Sir Ian William Dove (born 31 December 1963), styled The Hon. Mr Justice Dove, is a judge of the High Court of England and Wales.

He was educated at Northampton School for Boys and St Catherine's College, Oxford.

He was called to the bar at Inner Temple in 1986. He has been a judge of the High Court of Justice (King's Bench Division) since 1 October 2014.

Dove  was a practising barrister at No5 Barristers' Chambers before being appointed High Court Judge.

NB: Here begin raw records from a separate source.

// Simulation mode
//
// An in-memory robot behind the same seams as the real transports, for
// demos and hosts without hardware. Enabled only by explicit config; the
// connector never mixes it with real device calls.

use std::sync::{Arc, Mutex};
use std::time::Duration;

use async_trait::async_trait;
use chrono::Utc;
use serde_json::json;
use tracing::debug;

use crate::ble::platform::{BlePlatform, GattSession};
use crate::error::Error;
use crate::models::{
    ConnectivityState, DiscoveredDevice, MapSnapshot, RobotCommand, RobotStatus, ScheduleEntry,
    Validate,
};
use crate::transport::{RobotTransport, TransportKind};

pub const DEFAULT_LATENCY: Duration = Duration::from_millis(400);

/// Battery percentage lost per status read while cleaning.
const DRAIN_PER_READ: u8 = 3;

#[derive(Debug, Clone)]
struct SimState {
    battery_level: u8,
    is_cleaning: bool,
    docked: bool,
    last_cleaned: Option<chrono::DateTime<Utc>>,
    schedule: Vec<ScheduleEntry>,
}

impl Default for SimState {
    fn default() -> Self {
        Self {
            battery_level: 87,
            is_cleaning: false,
            docked: true,
            last_cleaned: None,
            schedule: vec![ScheduleEntry::new("Monday", "09:00")],
        }
    }
}

/// A fake robot answering after a fixed latency.
pub struct SimulatedTransport {
    target: String,
    latency: Duration,
    state: Mutex<SimState>,
}

impl SimulatedTransport {
    pub fn new(target: impl Into<String>, latency: Duration) -> Self {
        Self {
            target: target.into(),
            latency,
            state: Mutex::new(SimState::default()),
        }
    }

    async fn delay(&self) {
        if !self.latency.is_zero() {
            tokio::time::sleep(self.latency).await;
        }
    }

    fn with_state<R>(&self, f: impl FnOnce(&mut SimState) -> R) -> Result<R, Error> {
        let mut state = self
            .state
            .lock()
            .map_err(|_| Error::Bluetooth("simulated robot state poisoned".into()))?;
        Ok(f(&mut state))
    }
}

#[async_trait]
impl RobotTransport for SimulatedTransport {
    fn kind(&self) -> TransportKind {
        TransportKind::Simulated
    }

    fn target(&self) -> String {
        self.target.clone()
    }

    async fn status(&self) -> Result<RobotStatus, Error> {
        self.delay().await;
        self.with_state(|s| {
            if s.is_cleaning {
                s.battery_level = s.battery_level.saturating_sub(DRAIN_PER_READ);
                if s.battery_level == 0 {
                    s.is_cleaning = false;
                    s.last_cleaned = Some(Utc::now());
                }
            } else if s.docked {
                s.battery_level = s.battery_level.saturating_add(DRAIN_PER_READ).min(100);
            }

            let mut errors = Vec::new();
            if s.battery_level < 10 {
                errors.push("battery low".to_owned());
            }
            RobotStatus {
                battery_level: s.battery_level,
                is_cleaning: s.is_cleaning,
                last_cleaned: s.last_cleaned,
                errors,
                connectivity_state: ConnectivityState::Online,
            }
        })
    }

    async fn send_command(&self, command: RobotCommand) -> Result<(), Error> {
        self.delay().await;
        self.with_state(|s| match command {
            RobotCommand::Start => {
                s.is_cleaning = true;
                s.docked = false;
            }
            RobotCommand::Stop => {
                if s.is_cleaning {
                    s.last_cleaned = Some(Utc::now());
                }
                s.is_cleaning = false;
            }
            RobotCommand::Dock => {
                if s.is_cleaning {
                    s.last_cleaned = Some(Utc::now());
                }
                s.is_cleaning = false;
                s.docked = true;
            }
        })?;
        debug!(target = %self.target, %command, "simulated command applied");
        Ok(())
    }

    async fn get_schedule(&self) -> Result<Vec<ScheduleEntry>, Error> {
        self.delay().await;
        self.with_state(|s| s.schedule.clone())
    }

    async fn set_schedule(&self, entry: &ScheduleEntry) -> Result<(), Error> {
        entry.validate().map_err(|message| Error::Rejected {
            status: 400,
            message,
        })?;
        self.delay().await;
        self.with_state(|s| s.schedule.push(entry.clone()))
    }

    async fn get_map(&self) -> Result<MapSnapshot, Error> {
        self.delay().await;
        Ok(canned_map())
    }

    async fn disconnect(&self) {
        debug!(target = %self.target, "simulated transport released");
    }
}

fn canned_map() -> MapSnapshot {
    MapSnapshot(json!({
        "zones": [
            { "name": "Kitchen", "area": 12.5 },
            { "name": "Living room", "area": 24.0 },
            { "name": "Hallway", "area": 6.0 }
        ],
        "obstacles": [ { "x": 3.2, "y": 1.1, "kind": "chair" } ],
        "path": [[0.0, 0.0], [3.0, 0.0], [3.0, 2.5], [0.0, 2.5]]
    }))
}

// ── Simulated radio ──────────────────────────────────────────────────

/// Peripherals advertised by `SimulatedPlatform`.
pub fn simulated_peripherals() -> Vec<DiscoveredDevice> {
    vec![
        DiscoveredDevice {
            id: "sim-vacbot-01".into(),
            name: Some("VacBot S7".into()),
            rssi: Some(-48),
        },
        DiscoveredDevice {
            id: "sim-headphones".into(),
            name: Some("Studio Buds".into()),
            rssi: Some(-60),
        },
        DiscoveredDevice {
            id: "sim-roboclean-02".into(),
            name: Some("RoboClean Mini".into()),
            rssi: Some(-71),
        },
    ]
}

/// A BLE platform that "sees" a fixed set of peripherals.
pub struct SimulatedPlatform {
    devices: Vec<DiscoveredDevice>,
}

impl SimulatedPlatform {
    pub fn new() -> Self {
        Self {
            devices: simulated_peripherals(),
        }
    }
}

impl Default for SimulatedPlatform {
    fn default() -> Self {
        Self::new()
    }
}

#[async_trait]
impl BlePlatform for SimulatedPlatform {
    async fn start_scan(&self) -> Result<(), Error> {
        Ok(())
    }

    async fn stop_scan(&self) -> Result<(), Error> {
        Ok(())
    }

    async fn peripherals(&self) -> Result<Vec<DiscoveredDevice>, Error> {
        Ok(self.devices.clone())
    }

    async fn open(&self, device_id: &str) -> Result<Arc<dyn GattSession>, Error> {
        // Sessions are never needed: simulation hands out a
        // `SimulatedTransport` instead of a GATT-backed one.
        Err(Error::TransportUnavailable {
            reason: format!("simulated radio cannot open GATT session to {device_id}"),
        })
    }
}

#[cfg(test)]
mod tests {
    #![allow(clippy::unwrap_used)]
    use super::*;

    fn robot() -> SimulatedTransport {
        SimulatedTransport::new("sim", Duration::ZERO)
    }

    #[tokio::test]
    async fn cleaning_drains_battery_and_dock_stops() {
        let sim = robot();
        let before = sim.status().await.unwrap().battery_level;
        sim.send_command(RobotCommand::Start).await.unwrap();
        let cleaning = sim.status().await.unwrap();
        assert!(cleaning.is_cleaning);
        assert!(cleaning.battery_level < before);

        sim.send_command(RobotCommand::Dock).await.unwrap();
        let docked = sim.status().await.unwrap();
        assert!(!docked.is_cleaning);
        assert!(docked.last_cleaned.is_some());
    }

    #[tokio::test]
    async fn schedule_append_and_reject_invalid() {
        let sim = robot();
        sim.set_schedule(&ScheduleEntry::new("Fri", "18:30"))
            .await
            .unwrap();
        assert_eq!(sim.get_schedule().await.unwrap().len(), 2);

        let err = sim
            .set_schedule(&ScheduleEntry::new("Fri", "noon"))
            .await
            .unwrap_err();
        assert!(matches!(err, Error::Rejected { status: 400, .. }));
    }

    #[tokio::test(start_paused = true)]
    async fn responses_wait_for_latency() {
        let sim = SimulatedTransport::new("sim", Duration::from_millis(400));
        let started = tokio::time::Instant::now();
        sim.get_map().await.unwrap();
        assert!(started.elapsed() >= Duration::from_millis(400));
    }
}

He joined Chambers as a pupil in 1986 and rose through the ranks to be regarded as one of the brightest up and coming junior barristers in the UK and was appointed Queen's Counsel in 2003. He is a respected barrister in the Planning & Environmental & Public Law fields taking on many notable cases during his time at No5.

In December 2018 he presided over a challenge made against the Government by Friends of the Earth that the National Planning Policy Framework (NPPF) document issued July 2018 was unlawful because it should have been reviewed for its impacts on the environment.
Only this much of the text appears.